Extracted records:
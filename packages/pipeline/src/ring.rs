//! Polygon ring validation and closure.

use quarter_map_quarter_models::{GeoPoint, PolygonRing};
use thiserror::Error;

/// Reasons a point sequence cannot become a valid ring.
#[derive(Debug, Clone, Copy, PartialEq, Eq, Error)]
pub enum RingError {
    /// Fewer than 3 distinct vertices.
    #[error("insufficient vertices: {count} (a ring needs at least 3 distinct points)")]
    InsufficientVertices {
        /// Number of points in the offending sequence.
        count: usize,
    },
}

/// Validates a point sequence and closes it into a [`PolygonRing`].
///
/// An open sequence gets a copy of its first point appended; an
/// already-closed sequence is returned unchanged, so normalizing twice
/// equals normalizing once. No self-intersection or winding-order checks
/// are performed.
///
/// # Errors
///
/// Returns [`RingError::InsufficientVertices`] for sequences with fewer
/// than 3 distinct vertices.
pub fn normalize_ring(mut points: Vec<GeoPoint>) -> Result<PolygonRing, RingError> {
    if points.len() < 3 {
        return Err(RingError::InsufficientVertices {
            count: points.len(),
        });
    }

    let first = points[0];
    let last = points[points.len() - 1];

    if first == last {
        // Already closed. A closed sequence shorter than 4 points has
        // fewer than 3 distinct vertices and cannot bound an area.
        if points.len() < 4 {
            return Err(RingError::InsufficientVertices {
                count: points.len(),
            });
        }
        return Ok(PolygonRing::from_closed_points(points));
    }

    points.push(first);
    Ok(PolygonRing::from_closed_points(points))
}

#[cfg(test)]
mod tests {
    use super::*;

    fn triangle() -> Vec<GeoPoint> {
        vec![
            GeoPoint::new(0.0, 0.0),
            GeoPoint::new(1.0, 0.0),
            GeoPoint::new(0.0, 1.0),
        ]
    }

    #[test]
    fn closes_open_ring() {
        let ring = normalize_ring(triangle()).unwrap();
        assert_eq!(ring.points().len(), 4);
        assert_eq!(ring.points()[0], ring.points()[3]);
        assert_eq!(ring.vertex_count(), 3);
    }

    #[test]
    fn closing_is_idempotent() {
        let once = normalize_ring(triangle()).unwrap();
        let twice = normalize_ring(once.points().to_vec()).unwrap();
        assert_eq!(once, twice);
    }

    #[test]
    fn rejects_two_points() {
        let result = normalize_ring(vec![GeoPoint::new(0.0, 0.0), GeoPoint::new(1.0, 1.0)]);
        assert_eq!(result, Err(RingError::InsufficientVertices { count: 2 }));
    }

    #[test]
    fn rejects_empty_sequence() {
        assert_eq!(
            normalize_ring(Vec::new()),
            Err(RingError::InsufficientVertices { count: 0 })
        );
    }

    #[test]
    fn rejects_pre_closed_degenerate_ring() {
        // [a, b, a] closes on itself but only has 2 distinct vertices.
        let result = normalize_ring(vec![
            GeoPoint::new(0.0, 0.0),
            GeoPoint::new(1.0, 1.0),
            GeoPoint::new(0.0, 0.0),
        ]);
        assert_eq!(result, Err(RingError::InsufficientVertices { count: 3 }));
    }
}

*Activity*. Pull out every line of the entries that includes the word "GeoPoint".

*Your solution*.
use quarter_map_quarter_models::{GeoPoint, PolygonRing};
pub fn normalize_ring(mut points: Vec<GeoPoint>) -> Result<PolygonRing, RingError> {
    fn triangle() -> Vec<GeoPoint> {
            GeoPoint::new(0.0, 0.0),
            GeoPoint::new(1.0, 0.0),
            GeoPoint::new(0.0, 1.0),
        let result = normalize_ring(vec![GeoPoint::new(0.0, 0.0), GeoPoint::new(1.0, 1.0)]);
            GeoPoint::new(0.0, 0.0),
            GeoPoint::new(1.0, 1.0),
            GeoPoint::new(0.0, 0.0),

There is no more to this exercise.